[TASK TO COMPLETE] Reproduce each line below with no alterations.

[RECORDS FOR THIS EXERCISE]
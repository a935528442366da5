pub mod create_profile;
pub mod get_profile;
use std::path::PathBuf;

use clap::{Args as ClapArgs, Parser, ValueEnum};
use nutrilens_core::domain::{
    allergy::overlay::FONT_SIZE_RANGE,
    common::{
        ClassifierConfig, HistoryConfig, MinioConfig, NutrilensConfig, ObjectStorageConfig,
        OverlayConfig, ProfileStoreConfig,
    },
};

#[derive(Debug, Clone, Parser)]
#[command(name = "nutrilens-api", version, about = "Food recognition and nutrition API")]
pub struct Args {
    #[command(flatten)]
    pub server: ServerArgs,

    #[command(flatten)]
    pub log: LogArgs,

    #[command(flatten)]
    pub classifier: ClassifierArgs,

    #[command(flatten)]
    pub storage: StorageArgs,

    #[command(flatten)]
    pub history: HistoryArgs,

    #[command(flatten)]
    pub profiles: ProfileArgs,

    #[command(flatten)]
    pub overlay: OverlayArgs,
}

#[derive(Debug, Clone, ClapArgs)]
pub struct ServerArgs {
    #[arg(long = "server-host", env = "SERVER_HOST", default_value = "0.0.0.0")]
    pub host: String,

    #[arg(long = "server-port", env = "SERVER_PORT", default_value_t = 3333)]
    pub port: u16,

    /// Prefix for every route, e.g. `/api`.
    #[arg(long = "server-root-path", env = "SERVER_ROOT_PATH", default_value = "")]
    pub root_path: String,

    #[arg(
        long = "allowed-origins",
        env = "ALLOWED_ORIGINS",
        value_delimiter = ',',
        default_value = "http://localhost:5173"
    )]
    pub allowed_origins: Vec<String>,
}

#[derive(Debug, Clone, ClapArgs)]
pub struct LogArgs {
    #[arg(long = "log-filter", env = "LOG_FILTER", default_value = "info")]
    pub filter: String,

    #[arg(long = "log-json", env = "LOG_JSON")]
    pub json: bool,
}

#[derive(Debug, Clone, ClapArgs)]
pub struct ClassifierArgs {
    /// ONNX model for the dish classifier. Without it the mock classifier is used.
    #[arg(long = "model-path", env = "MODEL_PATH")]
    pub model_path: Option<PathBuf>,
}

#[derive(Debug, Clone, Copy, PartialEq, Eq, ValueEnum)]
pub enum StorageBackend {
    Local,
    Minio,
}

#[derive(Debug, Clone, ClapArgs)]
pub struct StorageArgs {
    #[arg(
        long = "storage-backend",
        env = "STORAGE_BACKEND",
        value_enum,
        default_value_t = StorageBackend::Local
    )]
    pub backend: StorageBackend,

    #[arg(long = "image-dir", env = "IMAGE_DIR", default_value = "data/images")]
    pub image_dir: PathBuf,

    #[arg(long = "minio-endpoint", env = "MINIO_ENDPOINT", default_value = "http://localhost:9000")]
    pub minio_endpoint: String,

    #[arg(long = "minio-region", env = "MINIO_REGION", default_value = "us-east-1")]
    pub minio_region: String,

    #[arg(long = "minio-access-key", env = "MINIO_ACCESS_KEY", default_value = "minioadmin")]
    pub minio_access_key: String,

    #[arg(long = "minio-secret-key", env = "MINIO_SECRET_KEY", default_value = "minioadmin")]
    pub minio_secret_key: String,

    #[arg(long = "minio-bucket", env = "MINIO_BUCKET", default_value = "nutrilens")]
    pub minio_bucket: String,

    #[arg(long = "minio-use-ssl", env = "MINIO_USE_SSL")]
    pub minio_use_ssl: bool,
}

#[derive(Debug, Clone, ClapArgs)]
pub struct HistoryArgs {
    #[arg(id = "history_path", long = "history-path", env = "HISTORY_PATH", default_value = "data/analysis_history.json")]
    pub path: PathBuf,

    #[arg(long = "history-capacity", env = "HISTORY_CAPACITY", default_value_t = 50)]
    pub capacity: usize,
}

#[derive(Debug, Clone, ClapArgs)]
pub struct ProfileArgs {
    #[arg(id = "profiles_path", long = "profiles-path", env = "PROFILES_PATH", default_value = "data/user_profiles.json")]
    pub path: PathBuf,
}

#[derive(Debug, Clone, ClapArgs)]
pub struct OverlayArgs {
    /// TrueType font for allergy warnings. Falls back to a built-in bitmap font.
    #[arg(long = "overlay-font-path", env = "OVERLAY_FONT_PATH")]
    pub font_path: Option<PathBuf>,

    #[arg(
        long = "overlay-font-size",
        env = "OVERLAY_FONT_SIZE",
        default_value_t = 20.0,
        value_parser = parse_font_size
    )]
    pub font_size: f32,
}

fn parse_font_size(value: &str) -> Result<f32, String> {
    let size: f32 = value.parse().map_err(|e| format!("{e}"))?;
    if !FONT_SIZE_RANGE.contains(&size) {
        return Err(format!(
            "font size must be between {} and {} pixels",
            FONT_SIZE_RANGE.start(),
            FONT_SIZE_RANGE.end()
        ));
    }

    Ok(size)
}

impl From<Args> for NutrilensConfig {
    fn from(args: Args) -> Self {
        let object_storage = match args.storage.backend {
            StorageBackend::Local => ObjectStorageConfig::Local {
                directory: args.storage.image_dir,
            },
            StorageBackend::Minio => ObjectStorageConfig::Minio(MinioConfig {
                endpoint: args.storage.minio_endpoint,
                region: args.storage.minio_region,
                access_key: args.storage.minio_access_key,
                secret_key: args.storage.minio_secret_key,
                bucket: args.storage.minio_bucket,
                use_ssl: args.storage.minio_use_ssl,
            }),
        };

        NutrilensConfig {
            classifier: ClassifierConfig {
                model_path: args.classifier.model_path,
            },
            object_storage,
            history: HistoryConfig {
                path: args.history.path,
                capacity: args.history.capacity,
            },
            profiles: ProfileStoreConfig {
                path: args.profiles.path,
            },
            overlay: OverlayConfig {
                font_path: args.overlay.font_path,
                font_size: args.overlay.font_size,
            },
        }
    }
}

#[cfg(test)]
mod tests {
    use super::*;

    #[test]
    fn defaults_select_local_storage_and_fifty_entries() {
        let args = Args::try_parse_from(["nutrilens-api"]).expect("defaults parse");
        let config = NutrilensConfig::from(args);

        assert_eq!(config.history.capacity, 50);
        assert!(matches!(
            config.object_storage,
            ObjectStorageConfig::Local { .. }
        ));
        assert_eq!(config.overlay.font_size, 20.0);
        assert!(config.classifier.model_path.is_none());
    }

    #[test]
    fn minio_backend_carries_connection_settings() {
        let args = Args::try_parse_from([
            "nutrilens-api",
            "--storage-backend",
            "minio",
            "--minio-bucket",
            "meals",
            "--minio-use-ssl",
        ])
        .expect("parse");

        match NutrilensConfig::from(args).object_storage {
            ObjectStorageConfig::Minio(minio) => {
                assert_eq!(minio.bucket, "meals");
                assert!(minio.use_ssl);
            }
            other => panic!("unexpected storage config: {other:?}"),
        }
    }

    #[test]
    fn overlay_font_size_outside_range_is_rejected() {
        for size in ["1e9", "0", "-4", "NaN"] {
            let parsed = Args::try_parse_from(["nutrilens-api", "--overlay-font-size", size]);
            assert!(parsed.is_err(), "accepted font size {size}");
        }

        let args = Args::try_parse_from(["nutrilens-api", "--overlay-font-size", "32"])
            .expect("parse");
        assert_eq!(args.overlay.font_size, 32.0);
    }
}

[ANSWER SECTION]
repository a935528442366da5
pub mod create_profile;
pub mod get_profile;
use std::path::PathBuf;

use clap::{Args as ClapArgs, Parser, ValueEnum};
use nutrilens_core::domain::{
    allergy::overlay::FONT_SIZE_RANGE,
    common::{
        ClassifierConfig, HistoryConfig, MinioConfig, NutrilensConfig, ObjectStorageConfig,
        OverlayConfig, ProfileStoreConfig,
    },
};

#[derive(Debug, Clone, Parser)]
#[command(name = "nutrilens-api", version, about = "Food recognition and nutrition API")]
pub struct Args {
    #[command(flatten)]
    pub server: ServerArgs,

    #[command(flatten)]
    pub log: LogArgs,

    #[command(flatten)]
    pub classifier: ClassifierArgs,

    #[command(flatten)]
    pub storage: StorageArgs,

    #[command(flatten)]
    pub history: HistoryArgs,

    #[command(flatten)]
    pub profiles: ProfileArgs,

    #[command(flatten)]
    pub overlay: OverlayArgs,
}

#[derive(Debug, Clone, ClapArgs)]
pub struct ServerArgs {
    #[arg(long = "server-host", env = "SERVER_HOST", default_value = "0.0.0.0")]
    pub host: String,

    #[arg(long = "server-port", env = "SERVER_PORT", default_value_t = 3333)]
    pub port: u16,

    /// Prefix for every route, e.g. `/api`.
    #[arg(long = "server-root-path", env = "SERVER_ROOT_PATH", default_value = "")]
    pub root_path: String,

    #[arg(
        long = "allowed-origins",
        env = "ALLOWED_ORIGINS",
        value_delimiter = ',',
        default_value = "http://localhost:5173"
    )]
    pub allowed_origins: Vec<String>,
}

#[derive(Debug, Clone, ClapArgs)]
pub struct LogArgs {
    #[arg(long = "log-filter", env = "LOG_FILTER", default_value = "info")]
    pub filter: String,

    #[arg(long = "log-json", env = "LOG_JSON")]
    pub json: bool,
}

#[derive(Debug, Clone, ClapArgs)]
pub struct ClassifierArgs {
    /// ONNX model for the dish classifier. Without it the mock classifier is used.
    #[arg(long = "model-path", env = "MODEL_PATH")]
    pub model_path: Option<PathBuf>,
}

#[derive(Debug, Clone, Copy, PartialEq, Eq, ValueEnum)]
pub enum StorageBackend {
    Local,
    Minio,
}

#[derive(Debug, Clone, ClapArgs)]
pub struct StorageArgs {
    #[arg(
        long = "storage-backend",
        env = "STORAGE_BACKEND",
        value_enum,
        default_value_t = StorageBackend::Local
    )]
    pub backend: StorageBackend,

    #[arg(long = "image-dir", env = "IMAGE_DIR", default_value = "data/images")]
    pub image_dir: PathBuf,

    #[arg(long = "minio-endpoint", env = "MINIO_ENDPOINT", default_value = "http://localhost:9000")]
    pub minio_endpoint: String,

    #[arg(long = "minio-region", env = "MINIO_REGION", default_value = "us-east-1")]
    pub minio_region: String,

    #[arg(long = "minio-access-key", env = "MINIO_ACCESS_KEY", default_value = "minioadmin")]
    pub minio_access_key: String,

    #[arg(long = "minio-secret-key", env = "MINIO_SECRET_KEY", default_value = "minioadmin")]
    pub minio_secret_key: String,

    #[arg(long = "minio-bucket", env = "MINIO_BUCKET", default_value = "nutrilens")]
    pub minio_bucket: String,

    #[arg(long = "minio-use-ssl", env = "MINIO_USE_SSL")]
    pub minio_use_ssl: bool,
}

#[derive(Debug, Clone, ClapArgs)]
pub struct HistoryArgs {
    #[arg(id = "history_path", long = "history-path", env = "HISTORY_PATH", default_value = "data/analysis_history.json")]
    pub path: PathBuf,

    #[arg(long = "history-capacity", env = "HISTORY_CAPACITY", default_value_t = 50)]
    pub capacity: usize,
}

#[derive(Debug, Clone, ClapArgs)]
pub struct ProfileArgs {
    #[arg(id = "profiles_path", long = "profiles-path", env = "PROFILES_PATH", default_value = "data/user_profiles.json")]
    pub path: PathBuf,
}

#[derive(Debug, Clone, ClapArgs)]
pub struct OverlayArgs {
    /// TrueType font for allergy warnings. Falls back to a built-in bitmap font.
    #[arg(long = "overlay-font-path", env = "OVERLAY_FONT_PATH")]
    pub font_path: Option<PathBuf>,

    #[arg(
        long = "overlay-font-size",
        env = "OVERLAY_FONT_SIZE",
        default_value_t = 20.0,
        value_parser = parse_font_size
    )]
    pub font_size: f32,
}

fn parse_font_size(value: &str) -> Result<f32, String> {
    let size: f32 = value.parse().map_err(|e| format!("{e}"))?;
    if !FONT_SIZE_RANGE.contains(&size) {
        return Err(format!(
            "font size must be between {} and {} pixels",
            FONT_SIZE_RANGE.start(),
            FONT_SIZE_RANGE.end()
        ));
    }

    Ok(size)
}

impl From<Args> for NutrilensConfig {
    fn from(args: Args) -> Self {
        let object_storage = match args.storage.backend {
            StorageBackend::Local => ObjectStorageConfig::Local {
                directory: args.storage.image_dir,
            },
            StorageBackend::Minio => ObjectStorageConfig::Minio(MinioConfig {
                endpoint: args.storage.minio_endpoint,
                region: args.storage.minio_region,
                access_key: args.storage.minio_access_key,
                secret_key: args.storage.minio_secret_key,
                bucket: args.storage.minio_bucket,
                use_ssl: args.storage.minio_use_ssl,
            }),
        };

        NutrilensConfig {
            classifier: ClassifierConfig {
                model_path: args.classifier.model_path,
            },
            object_storage,
            history: HistoryConfig {
                path: args.history.path,
                capacity: args.history.capacity,
            },
            profiles: ProfileStoreConfig {
                path: args.profiles.path,
            },
            overlay: OverlayConfig {
                font_path: args.overlay.font_path,
                font_size: args.overlay.font_size,
            },
        }
    }
}

#[cfg(test)]
mod tests {
    use super::*;

    #[test]
    fn defaults_select_local_storage_and_fifty_entries() {
        let args = Args::try_parse_from(["nutrilens-api"]).expect("defaults parse");
        let config = NutrilensConfig::from(args);

        assert_eq!(config.history.capacity, 50);
        assert!(matches!(
            config.object_storage,
            ObjectStorageConfig::Local { .. }
        ));
        assert_eq!(config.overlay.font_size, 20.0);
        assert!(config.classifier.model_path.is_none());
    }

    #[test]
    fn minio_backend_carries_connection_settings() {
        let args = Args::try_parse_from([
            "nutrilens-api",
            "--storage-backend",
            "minio",
            "--minio-bucket",
            "meals",
            "--minio-use-ssl",
        ])
        .expect("parse");

        match NutrilensConfig::from(args).object_storage {
            ObjectStorageConfig::Minio(minio) => {
                assert_eq!(minio.bucket, "meals");
                assert!(minio.use_ssl);
            }
            other => panic!("unexpected storage config: {other:?}"),
        }
    }

    #[test]
    fn overlay_font_size_outside_range_is_rejected() {
        for size in ["1e9", "0", "-4", "NaN"] {
            let parsed = Args::try_parse_from(["nutrilens-api", "--overlay-font-size", size]);
            assert!(parsed.is_err(), "accepted font size {size}");
        }

        let args = Args::try_parse_from(["nutrilens-api", "--overlay-font-size", "32"])
            .expect("parse");
        assert_eq!(args.overlay.font_size, 32.0);
    }
}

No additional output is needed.